-------- Exercise input

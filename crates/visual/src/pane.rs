//! The plain leaf component and its non-owning identity handle.
//!
//! A [`Pane`] is the single ownership token for its state: it is not `Clone`,
//! and moving it into a wrapping layer moves ownership of the whole leaf with
//! it. Anyone who needs to keep talking to the leaf after it disappears into
//! a chain takes a [`PaneRef`] *before* handing the pane over. The handle
//! never owns, so it cannot extend the leaf's life; once the owning chain is
//! dropped the handle reports [`StaleHandle`] instead of dangling.

use std::cell::RefCell;
use std::rc::{Rc, Weak};

use tracing::trace;

use crate::canvas::Canvas;
use crate::component::Visual;
use crate::error::{StaleHandle, TranslationError};
use crate::geometry::{Coord, Extent, Point};
use crate::manipulator::ManipulatorHandle;

const GLYPH_WIDTH: Coord = 8.0;
const LINE_HEIGHT: Coord = 16.0;

#[derive(Debug)]
struct PaneState {
    contents: String,
    origin: Point,
    extent: Extent,
}

/// A leaf component holding a single run of text.
#[derive(Debug)]
pub struct Pane {
    state: Rc<RefCell<PaneState>>,
}

impl Pane {
    pub fn new(contents: impl Into<String>) -> Self {
        let contents = contents.into();
        let extent = fit_extent(&contents);
        Self {
            state: Rc::new(RefCell::new(PaneState {
                contents,
                origin: Point::default(),
                extent,
            })),
        }
    }

    pub fn move_to(&mut self, origin: Point) {
        self.state.borrow_mut().origin = origin;
    }

    /// A non-owning handle that stays usable while the pane is alive,
    /// wherever ownership of the pane itself has moved to.
    pub fn handle(&self) -> PaneRef {
        PaneRef { state: Rc::downgrade(&self.state) }
    }
}

fn fit_extent(contents: &str) -> Extent {
    Extent::new(contents.chars().count() as Coord * GLYPH_WIDTH, LINE_HEIGHT)
}

impl Visual for Pane {
    fn bounding_extent(&self) -> Result<(Point, Point), TranslationError> {
        let state = self.state.borrow();
        Ok((state.origin, state.origin + state.extent))
    }

    fn is_empty(&self) -> bool {
        self.state.borrow().contents.is_empty()
    }

    fn create_manipulator(&self) -> ManipulatorHandle {
        ManipulatorHandle::new(Box::new(Pane { state: Rc::clone(&self.state) }))
    }

    fn draw(&mut self, canvas: &mut Canvas) {
        canvas.op(format!("pane({})", self.state.borrow().contents));
    }

    /// Snap the extent back to what the current contents need.
    fn resize(&mut self) {
        let mut state = self.state.borrow_mut();
        state.extent = fit_extent(&state.contents);
        trace!(extent = %state.extent, "pane resized to fit contents");
    }
}

/// Non-owning reference to a [`Pane`], independent of any wrapping around it.
///
/// This is the identity-preservation seam: wrapping a pane in any number of
/// layers neither invalidates existing handles nor requires downcasting the
/// chain head to reach leaf-only operations like [`PaneRef::set_contents`].
#[derive(Debug, Clone)]
pub struct PaneRef {
    state: Weak<RefCell<PaneState>>,
}

impl PaneRef {
    pub fn contents(&self) -> Result<String, StaleHandle> {
        let state = self.state.upgrade().ok_or(StaleHandle)?;
        let contents = state.borrow().contents.clone();
        Ok(contents)
    }

    pub fn set_contents(&self, contents: impl Into<String>) -> Result<(), StaleHandle> {
        let state = self.state.upgrade().ok_or(StaleHandle)?;
        state.borrow_mut().contents = contents.into();
        Ok(())
    }

    /// Whether the pane this handle points at is still alive.
    pub fn is_attached(&self) -> bool {
        self.state.strong_count() > 0
    }
}

#[cfg(test)]
mod tests {
    use super::*;

    #[test]
    fn extent_tracks_contents() {
        let pane = Pane::new("abcd");
        let (bottom_left, top_right) = pane.bounding_extent().unwrap();
        assert_eq!(bottom_left, Point::new(0.0, 0.0));
        assert_eq!(top_right, Point::new(32.0, 16.0));
    }

    #[test]
    fn move_to_shifts_the_bounding_corners() {
        let mut pane = Pane::new("abcd");
        pane.move_to(Point::new(100.0, 50.0));

        let (bottom_left, top_right) = pane.bounding_extent().unwrap();
        assert_eq!(bottom_left, Point::new(100.0, 50.0));
        assert_eq!(top_right, Point::new(132.0, 66.0));
    }

    #[test]
    fn resize_refits_after_contents_change() {
        let pane = Pane::new("ab");
        let handle = pane.handle();
        let mut pane = pane;

        handle.set_contents("abcdef").unwrap();
        pane.resize();

        let (_, top_right) = pane.bounding_extent().unwrap();
        assert_eq!(top_right, Point::new(48.0, 16.0));
    }

    #[test]
    fn handle_survives_moves_but_not_the_pane() {
        let pane = Pane::new("hello");
        let handle = pane.handle();

        // Moving the pane moves ownership, not identity.
        let moved = pane;
        assert!(handle.is_attached());
        assert_eq!(handle.contents().unwrap(), "hello");

        drop(moved);
        assert!(!handle.is_attached());
        assert!(handle.contents().is_err());
        assert!(handle.set_contents("x").is_err());
    }

    #[test]
    fn draw_reflects_contents_set_through_the_handle() {
        let mut pane = Pane::new("old");
        let handle = pane.handle();
        handle.set_contents("new").unwrap();

        let mut canvas = Canvas::new();
        pane.draw(&mut canvas);
        assert_eq!(canvas.ops(), ["pane(new)"]);
    }

    #[test]
    fn empty_pane_is_empty() {
        assert!(Pane::new("").is_empty());
        assert!(!Pane::new("x").is_empty());
    }

    #[test]
    fn manipulator_targets_the_same_pane() {
        let pane = Pane::new("grab me");
        let handle = pane.handle();
        let mut manipulator = pane.create_manipulator();

        handle.set_contents("grabbed").unwrap();
        let mut canvas = Canvas::new();
        manipulator.drag(&mut canvas);
        assert_eq!(canvas.ops(), ["pane(grabbed)"]);
    }
}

----------------

**Your instructions:**
If a line in the entries contains the word "bool", copy that line out.

**Solution for this problem:**
    fn is_empty(&self) -> bool {
    pub fn is_attached(&self) -> bool {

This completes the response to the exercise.